Why does std::pair return such a random 'second' value?

Question

The issue is that I want to return a pair containing my key and value {8, 8} for example. Instead I get a rather random pair back {8, 19259321} for example, and I'm not sure why, but I'm guessing I'm trying to do something with references that is causing UB. Below is a reproducible example:

#include <iostream>

template <typename Key, typename Value>
class Tree {
public:
    class Node {
    public:
        Key key;
        Value value;

        Node(Key k, Value v)
        {
            key = k;
            value = v;
        }
    };

    class iterator {
        using pointer_type = Node*;
        using reference = std::pair<const Key, Value>&;

        pointer_type t_Ptr;
    public:
        iterator(pointer_type ptr) : t_Ptr(ptr) {}

        // For the sake of the minimal reproduciable problem, this is the only operator.
        reference operator*() const
        {
            return (std::pair<const Key, Value>&)(t_Ptr->key, t_Ptr->value);
        }
    };
private:
    size_t treeSize;
    Node* root;
};

int main()
{
    Tree<int, int>::Node* testNode = new Tree<int, int>::Node(8, 8);

    Tree<int, int>::iterator it = Tree<int, int>::iterator(testNode);
    std::pair<int, int> myPair = *it;
    std::cout << myPair.first << ", " << myPair.second << std::endl;
}

The issue is my dereference operator in the iterator.

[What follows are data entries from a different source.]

use super::connection_pool::ConnectionPool;
use crate::application::ports::stores::{
    PostStore, ProfileStore, StoreSubscription, SubscriptionHandle,
};
use crate::domain::entities::{NewPostRecord, Post, Profile};
use crate::domain::value_objects::{FeedQuery, FeedScope, PostId, UserId};
use crate::shared::config::{DatabaseConfig, FeedConfig};
use crate::shared::error::{AppError, Result};
use async_trait::async_trait;
use chrono::{DateTime, Utc};
use sqlx::{Row, SqlitePool};
use std::collections::BTreeSet;
use tokio::sync::{broadcast, mpsc};
use tracing::debug;

const SELECT_POSTS: &str = "SELECT id, author_id, author_name, author_avatar_url, text, \
     image_url, likes, created_at FROM posts";
const ORDER_NEWEST_FIRST: &str = " ORDER BY created_at DESC, id DESC";

/// SQLite-backed document store.
///
/// Live queries follow the remote store's contract: a subscriber receives a
/// full materialized result set on open and again after every committed
/// change, never an incremental diff. Change notification is a process-wide
/// signal; each subscription re-runs its own query.
pub struct SqliteStore {
    pool: ConnectionPool,
    changes: broadcast::Sender<()>,
    snapshot_buffer: usize,
}

impl SqliteStore {
    pub async fn connect(database: &DatabaseConfig, feed: &FeedConfig) -> Result<Self> {
        let pool = ConnectionPool::new(database).await?;
        Self::with_pool(pool, feed.snapshot_buffer).await
    }

    pub async fn in_memory() -> Result<Self> {
        let pool = ConnectionPool::from_memory().await?;
        Self::with_pool(pool, FeedConfig::default().snapshot_buffer).await
    }

    async fn with_pool(pool: ConnectionPool, snapshot_buffer: usize) -> Result<Self> {
        let (changes, _) = broadcast::channel(64);
        let store = Self {
            pool,
            changes,
            snapshot_buffer,
        };
        store.ensure_schema().await?;
        Ok(store)
    }

    async fn ensure_schema(&self) -> Result<()> {
        sqlx::query(
            r#"
            CREATE TABLE IF NOT EXISTS posts (
                id TEXT PRIMARY KEY,
                author_id TEXT NOT NULL,
                author_name TEXT NOT NULL,
                author_avatar_url TEXT,
                text TEXT,
                image_url TEXT,
                likes TEXT NOT NULL DEFAULT '[]',
                created_at INTEGER NOT NULL
            )
            "#,
        )
        .execute(self.pool.get_pool())
        .await?;

        sqlx::query(
            r#"
            CREATE TABLE IF NOT EXISTS profiles (
                user_id TEXT PRIMARY KEY,
                display_name TEXT NOT NULL,
                avatar_url TEXT,
                email TEXT,
                created_at INTEGER NOT NULL
            )
            "#,
        )
        .execute(self.pool.get_pool())
        .await?;

        Ok(())
    }

    fn notify_changed(&self) {
        // nobody subscribed is fine
        let _ = self.changes.send(());
    }

    async fn materialize(pool: &SqlitePool, query: &FeedQuery) -> Result<Vec<Post>> {
        let rows = match &query.scope {
            FeedScope::Global => {
                let sql = format!("{SELECT_POSTS}{ORDER_NEWEST_FIRST}");
                sqlx::query(&sql).fetch_all(pool).await?
            }
            FeedScope::Author(author_id) => {
                let sql = format!("{SELECT_POSTS} WHERE author_id = ?{ORDER_NEWEST_FIRST}");
                sqlx::query(&sql)
                    .bind(author_id.as_str())
                    .fetch_all(pool)
                    .await?
            }
        };

        let mut posts = Vec::with_capacity(rows.len());
        for row in rows {
            posts.push(map_post_row(&row)?);
        }
        Ok(posts)
    }
}

fn map_post_row(row: &sqlx::sqlite::SqliteRow) -> Result<Post> {
    let likes_json: String = row.try_get("likes")?;
    let likes: BTreeSet<UserId> = serde_json::from_str(&likes_json)?;
    let created_ms: i64 = row.try_get("created_at")?;
    let created_at = DateTime::<Utc>::from_timestamp_millis(created_ms)
        .ok_or_else(|| AppError::Internal(format!("Invalid post timestamp: {created_ms}")))?;

    Ok(Post {
        id: PostId::from_raw(row.try_get::<String, _>("id")?),
        author_id: UserId::new(row.try_get("author_id")?).map_err(AppError::Internal)?,
        author_name: row.try_get("author_name")?,
        author_avatar_url: row.try_get("author_avatar_url")?,
        text: row.try_get("text")?,
        image_url: row.try_get("image_url")?,
        likes,
        created_at,
    })
}

fn serialize_likes(likes: &BTreeSet<UserId>) -> Result<String> {
    Ok(serde_json::to_string(likes)?)
}

#[async_trait]
impl PostStore for SqliteStore {
    async fn create_post(&self, record: NewPostRecord) -> Result<Post> {
        // the store assigns identity and its own clock, at the millisecond
        // precision the column keeps
        let now_ms = Utc::now().timestamp_millis();
        let created_at = DateTime::<Utc>::from_timestamp_millis(now_ms)
            .ok_or_else(|| AppError::Internal("Store clock out of range".to_string()))?;
        let post = Post {
            id: PostId::generate(),
            author_id: record.author_id,
            author_name: record.author_name,
            author_avatar_url: record.author_avatar_url,
            text: record.text,
            image_url: record.image_url,
            likes: BTreeSet::new(),
            created_at,
        };

        sqlx::query(
            "INSERT INTO posts (id, author_id, author_name, author_avatar_url, text, \
             image_url, likes, created_at) VALUES (?, ?, ?, ?, ?, ?, ?, ?)",
        )
        .bind(post.id.as_str())
        .bind(post.author_id.as_str())
        .bind(&post.author_name)
        .bind(post.author_avatar_url.as_deref())
        .bind(post.text.as_deref())
        .bind(post.image_url.as_deref())
        .bind(serialize_likes(&post.likes)?)
        .bind(post.created_at.timestamp_millis())
        .execute(self.pool.get_pool())
        .await?;

        self.notify_changed();
        Ok(post)
    }

    async fn get_post(&self, id: &PostId) -> Result<Option<Post>> {
        let sql = format!("{SELECT_POSTS} WHERE id = ?");
        let row = sqlx::query(&sql)
            .bind(id.as_str())
            .fetch_optional(self.pool.get_pool())
            .await?;
        match row {
            Some(row) => Ok(Some(map_post_row(&row)?)),
            None => Ok(None),
        }
    }

    async fn delete_post(&self, id: &PostId) -> Result<()> {
        let result = sqlx::query("DELETE FROM posts WHERE id = ?")
            .bind(id.as_str())
            .execute(self.pool.get_pool())
            .await?;
        if result.rows_affected() > 0 {
            self.notify_changed();
        }
        Ok(())
    }

    async fn add_like(&self, id: &PostId, user_id: &UserId) -> Result<()> {
        self.update_like_set(id, user_id, true).await
    }

    async fn remove_like(&self, id: &PostId, user_id: &UserId) -> Result<()> {
        self.update_like_set(id, user_id, false).await
    }

    async fn query_posts(&self, query: &FeedQuery) -> Result<Vec<Post>> {
        Self::materialize(self.pool.get_pool(), query).await
    }

    async fn subscribe(&self, query: &FeedQuery) -> Result<StoreSubscription> {
        let (tx, rx) = mpsc::channel(self.snapshot_buffer);
        // register for changes before the first materialization so nothing
        // committed in between is missed
        let mut changes = self.changes.subscribe();
        let pool = self.pool.get_pool().clone();
        let query = query.clone();

        let task = tokio::spawn(async move {
            loop {
                let snapshot = SqliteStore::materialize(&pool, &query).await;
                let terminal = snapshot.is_err();
                if tx.send(snapshot).await.is_err() {
                    // receiver dropped, subscription torn down
                    break;
                }
                if terminal {
                    break;
                }
                match changes.recv().await {
                    Ok(()) => {}
                    // lagging only skips redundant wakeups; the next
                    // materialization reads current state anyway
                    Err(broadcast::error::RecvError::Lagged(_)) => {}
                    Err(broadcast::error::RecvError::Closed) => break,
                }
            }
            debug!("post subscription task ended");
        });

        Ok(StoreSubscription {
            snapshots: rx,
            handle: SubscriptionHandle::new(task),
        })
    }

    async fn rewrite_author_fields<'a>(
        &self,
        post_ids: &'a [PostId],
        display_name: &'a str,
        avatar_url: Option<&'a str>,
    ) -> Result<()> {
        if post_ids.is_empty() {
            return Ok(());
        }

        // one transaction: either every listed post is rewritten or none is
        let mut tx = self.pool.get_pool().begin().await?;
        for id in post_ids {
            let result =
                sqlx::query("UPDATE posts SET author_name = ?, author_avatar_url = ? WHERE id = ?")
                    .bind(display_name)
                    .bind(avatar_url)
                    .bind(id.as_str())
                    .execute(&mut *tx)
                    .await?;
            if result.rows_affected() == 0 {
                tx.rollback().await?;
                return Err(AppError::not_found(format!(
                    "Post {id} missing during batch rewrite"
                )));
            }
        }
        tx.commit().await?;

        self.notify_changed();
        Ok(())
    }
}

impl SqliteStore {
    /// The store computes the final like set inside a transaction, so the
    /// operation is idempotent under retry and commutative across clients.
    async fn update_like_set(&self, id: &PostId, user_id: &UserId, add: bool) -> Result<()> {
        let mut tx = self.pool.get_pool().begin().await?;

        let row = sqlx::query("SELECT likes FROM posts WHERE id = ?")
            .bind(id.as_str())
            .fetch_optional(&mut *tx)
            .await?
            .ok_or_else(|| AppError::not_found(format!("Post {id} not found")))?;
        let likes_json: String = row.try_get("likes")?;
        let mut likes: BTreeSet<UserId> = serde_json::from_str(&likes_json)?;

        let changed = if add {
            likes.insert(user_id.clone())
        } else {
            likes.remove(user_id)
        };

        if changed {
            sqlx::query("UPDATE posts SET likes = ? WHERE id = ?")
                .bind(serialize_likes(&likes)?)
                .bind(id.as_str())
                .execute(&mut *tx)
                .await?;
        }
        tx.commit().await?;

        if changed {
            self.notify_changed();
        }
        Ok(())
    }
}

#[async_trait]
impl ProfileStore for SqliteStore {
    // plain INSERT: a profile is created once at sign-up, a duplicate is a bug
    async fn create_profile(&self, profile: &Profile) -> Result<()> {
        sqlx::query(
            "INSERT INTO profiles (user_id, display_name, avatar_url, email, \
             created_at) VALUES (?, ?, ?, ?, ?)",
        )
        .bind(profile.user_id.as_str())
        .bind(&profile.display_name)
        .bind(profile.avatar_url.as_deref())
        .bind(profile.email.as_deref())
        .bind(profile.created_at.timestamp_millis())
        .execute(self.pool.get_pool())
        .await?;
        Ok(())
    }

    async fn get_profile(&self, user_id: &UserId) -> Result<Option<Profile>> {
        let row = sqlx::query(
            "SELECT user_id, display_name, avatar_url, email, created_at FROM profiles \
             WHERE user_id = ?",
        )
        .bind(user_id.as_str())
        .fetch_optional(self.pool.get_pool())
        .await?;

        let Some(row) = row else {
            return Ok(None);
        };
        let created_ms: i64 = row.try_get("created_at")?;
        let created_at = DateTime::<Utc>::from_timestamp_millis(created_ms)
            .ok_or_else(|| AppError::Internal(format!("Invalid profile timestamp: {created_ms}")))?;
        Ok(Some(Profile {
            user_id: UserId::new(row.try_get("user_id")?).map_err(AppError::Internal)?,
            display_name: row.try_get("display_name")?,
            avatar_url: row.try_get("avatar_url")?,
            email: row.try_get("email")?,
            created_at,
        }))
    }

    async fn update_profile_fields<'a>(
        &self,
        user_id: &'a UserId,
        display_name: &'a str,
        avatar_url: Option<&'a str>,
    ) -> Result<()> {
        let result = sqlx::query(
            "UPDATE profiles SET display_name = ?, avatar_url = ? WHERE user_id = ?",
        )
        .bind(display_name)
        .bind(avatar_url)
        .bind(user_id.as_str())
        .execute(self.pool.get_pool())
        .await?;
        if result.rows_affected() == 0 {
            return Err(AppError::not_found(format!(
                "Profile {user_id} not found"
            )));
        }
        Ok(())
    }
}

I should also mention, that the reason my return statement below looks the way it does, is because it was the only solution I found, where I didn't get any errors. In all the other ways I tried returning a pair, it would give me an error similar to

couldn't convert from the list initializer to pair<const Key, Value>&

return (std::pair<const Key, Value>&)(t_Ptr->key, t_Ptr->value);

Answer 1

I solved the issue. There was a shadowing issue firstly, which I believe I fixed. And instead of having two variables in my class node 'Key' and 'Value', I made one std::pair variable instead, containig both key and value. Then I could return that pair, instead of trying to create and return a new temporary pair, that would cause UB. Fixed code below.

#include <iostream>

template <typename Key, typename Value>
class Tree {
public:
    // I removed the template here, as it was unnecessary.
    class Node {
    public:
        // Changed the two variables to a pair.
        std::pair<const Key, Value> pair;
        // Therefore constructor had to be changed too
        Node(Key k, Value v) : pair(k, v) {}
    };

    class iterator {
        using pointer_type = Node*;
        using reference = std::pair<const Key, Value>&;

        pointer_type t_Ptr;
    public:
        iterator(pointer_type ptr) : t_Ptr(ptr) {}

        // For the sake of the minimal reproduciable problem, this is the only operator.
        reference operator*()
        {
            // I could now just return the variable 'pair'
            return t_Ptr->pair;
        }
    };
private:
    size_t treeSize;
    Node* root;
};

int main()
{
    Tree<int, int>::Node* testNode = new Tree<int, int>::Node(8, 8);

    Tree<int, int>::iterator it = Tree<int, int>::iterator(testNode);
    std::pair<int, int> myPair = *it;
    std::cout << myPair.first << ", " << myPair.second << std::endl;

    return 0;
}